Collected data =
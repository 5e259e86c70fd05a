use actix_web::{HttpRequest, HttpResponse, Result as ActixResult};

use super::AuthService;
use crate::models::{
    ApiResponse, ErrorCode,
    auth::{requests::LoginRequest, responses::LoginResponse},
    users::User,
};
use crate::services::{internal_error, storage_of};
use crate::utils::jwt::JwtUtils;
use crate::utils::password::verify_password;

pub const INVALID_CREDENTIALS: &str = "Kullanıcı adı veya şifre yanlış!";

/// 为用户签发令牌并写入 refresh cookie
pub(crate) fn issue_session(
    service: &AuthService,
    user: User,
    remember_me: bool,
    message: &str,
    mut builder: actix_web::HttpResponseBuilder,
) -> HttpResponse {
    let config = service.get_config();
    let refresh_ttl = JwtUtils::refresh_token_ttl(remember_me);

    match user.generate_token_pair(Some(refresh_ttl)) {
        Ok(token_pair) => {
            let response = LoginResponse {
                access_token: token_pair.access_token,
                expires_in: config.jwt.access_token_expiry * 60, // 秒
                user,
                created_at: chrono::Utc::now(),
            };
            let refresh_cookie =
                JwtUtils::create_refresh_token_cookie(&token_pair.refresh_token, refresh_ttl);

            builder
                .cookie(refresh_cookie)
                .json(ApiResponse::success(response, message))
        }
        Err(e) => internal_error(ErrorCode::InternalServerError, "Failed to generate JWT token", e),
    }
}

pub async fn handle_login(
    service: &AuthService,
    login_request: LoginRequest,
    request: &HttpRequest,
) -> ActixResult<HttpResponse> {
    let storage = storage_of(request)?;
    let username = login_request.username.trim();

    let user = match storage.get_user_by_username(username).await {
        Ok(Some(user)) if verify_password(&login_request.password, &user.password_hash) => user,
        Ok(_) => {
            tracing::info!("Failed login attempt for '{}'", username);
            return Ok(HttpResponse::Unauthorized().json(ApiResponse::error_empty(
                ErrorCode::AuthFailed,
                INVALID_CREDENTIALS,
            )));
        }
        Err(e) => return Ok(internal_error(ErrorCode::InternalServerError, "Login lookup failed", e)),
    };

    if let Err(e) = storage.update_last_login(user.id).await {
        tracing::warn!("Failed to update last login for {}: {}", user.username, e);
    }

    tracing::info!("User {} logged in", user.username);
    Ok(issue_session(
        service,
        user,
        login_request.remember_me,
        "Giriş başarılı.",
        HttpResponse::Ok(),
    ))
}
use serde::Serialize;
use ts_rs::TS;

#[derive(Debug, Clone, Serialize, TS)]
#[ts(export, export_to = "../frontend/src/types/generated/info.ts")]
pub struct Category {
    pub title: &'static str,
    pub description: &'static str,
    pub tag: Option<&'static str>,
}

// 按教育阶段分组的比赛类别
#[derive(Debug, Clone, Serialize, TS)]
#[ts(export, export_to = "../frontend/src/types/generated/info.ts")]
pub struct CategoryGroup {
    pub level: &'static str,
    pub categories: Vec<Category>,
}

#[derive(Debug, Clone, Serialize, TS)]
#[ts(export, export_to = "../frontend/src/types/generated/info.ts")]
pub struct ResearchTool {
    pub name: &'static str,
    pub url: &'static str,
    pub description: &'static str,
    pub tag: &'static str,
}

#[derive(Debug, Clone, Serialize, TS)]
#[ts(export, export_to = "../frontend/src/types/generated/info.ts")]
pub struct GuideStep {
    pub id: u8,
    pub title: &'static str,
    pub content: &'static str,
}

#[derive(Debug, Clone, Serialize, TS)]
#[ts(export, export_to = "../frontend/src/types/generated/info.ts")]
pub struct GuideItem {
    pub number: &'static str,
    pub title: &'static str,
    pub description: &'static str,
}

#[derive(Debug, Serialize, TS)]
#[ts(export, export_to = "../frontend/src/types/generated/info.ts")]
pub struct GuideResponse {
    pub steps: Vec<GuideStep>,
    pub principles: Vec<GuideItem>,
    pub methodology: Vec<GuideItem>,
    pub critical_notes: Vec<&'static str>,
}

What you are asked to do = What is needed here is an exact transcription of the records above.

Output of the task =
repository 5e259e86c70fd05a
use actix_web::{HttpRequest, HttpResponse, Result as ActixResult};

use super::AuthService;
use crate::models::{
    ApiResponse, ErrorCode,
    auth::{requests::LoginRequest, responses::LoginResponse},
    users::User,
};
use crate::services::{internal_error, storage_of};
use crate::utils::jwt::JwtUtils;
use crate::utils::password::verify_password;

pub const INVALID_CREDENTIALS: &str = "Kullanıcı adı veya şifre yanlış!";

/// 为用户签发令牌并写入 refresh cookie
pub(crate) fn issue_session(
    service: &AuthService,
    user: User,
    remember_me: bool,
    message: &str,
    mut builder: actix_web::HttpResponseBuilder,
) -> HttpResponse {
    let config = service.get_config();
    let refresh_ttl = JwtUtils::refresh_token_ttl(remember_me);

    match user.generate_token_pair(Some(refresh_ttl)) {
        Ok(token_pair) => {
            let response = LoginResponse {
                access_token: token_pair.access_token,
                expires_in: config.jwt.access_token_expiry * 60, // 秒
                user,
                created_at: chrono::Utc::now(),
            };
            let refresh_cookie =
                JwtUtils::create_refresh_token_cookie(&token_pair.refresh_token, refresh_ttl);

            builder
                .cookie(refresh_cookie)
                .json(ApiResponse::success(response, message))
        }
        Err(e) => internal_error(ErrorCode::InternalServerError, "Failed to generate JWT token", e),
    }
}

pub async fn handle_login(
    service: &AuthService,
    login_request: LoginRequest,
    request: &HttpRequest,
) -> ActixResult<HttpResponse> {
    let storage = storage_of(request)?;
    let username = login_request.username.trim();

    let user = match storage.get_user_by_username(username).await {
        Ok(Some(user)) if verify_password(&login_request.password, &user.password_hash) => user,
        Ok(_) => {
            tracing::info!("Failed login attempt for '{}'", username);
            return Ok(HttpResponse::Unauthorized().json(ApiResponse::error_empty(
                ErrorCode::AuthFailed,
                INVALID_CREDENTIALS,
            )));
        }
        Err(e) => return Ok(internal_error(ErrorCode::InternalServerError, "Login lookup failed", e)),
    };

    if let Err(e) = storage.update_last_login(user.id).await {
        tracing::warn!("Failed to update last login for {}: {}", user.username, e);
    }

    tracing::info!("User {} logged in", user.username);
    Ok(issue_session(
        service,
        user,
        login_request.remember_me,
        "Giriş başarılı.",
        HttpResponse::Ok(),
    ))
}
use serde::Serialize;
use ts_rs::TS;

#[derive(Debug, Clone, Serialize, TS)]
#[ts(export, export_to = "../frontend/src/types/generated/info.ts")]
pub struct Category {
    pub title: &'static str,
    pub description: &'static str,
    pub tag: Option<&'static str>,
}

// 按教育阶段分组的比赛类别
#[derive(Debug, Clone, Serialize, TS)]
#[ts(export, export_to = "../frontend/src/types/generated/info.ts")]
pub struct CategoryGroup {
    pub level: &'static str,
    pub categories: Vec<Category>,
}

#[derive(Debug, Clone, Serialize, TS)]
#[ts(export, export_to = "../frontend/src/types/generated/info.ts")]
pub struct ResearchTool {
    pub name: &'static str,
    pub url: &'static str,
    pub description: &'static str,
    pub tag: &'static str,
}

#[derive(Debug, Clone, Serialize, TS)]
#[ts(export, export_to = "../frontend/src/types/generated/info.ts")]
pub struct GuideStep {
    pub id: u8,
    pub title: &'static str,
    pub content: &'static str,
}

#[derive(Debug, Clone, Serialize, TS)]
#[ts(export, export_to = "../frontend/src/types/generated/info.ts")]
pub struct GuideItem {
    pub number: &'static str,
    pub title: &'static str,
    pub description: &'static str,
}

#[derive(Debug, Serialize, TS)]
#[ts(export, export_to = "../frontend/src/types/generated/info.ts")]
pub struct GuideResponse {
    pub steps: Vec<GuideStep>,
    pub principles: Vec<GuideItem>,
    pub methodology: Vec<GuideItem>,
    pub critical_notes: Vec<&'static str>,
}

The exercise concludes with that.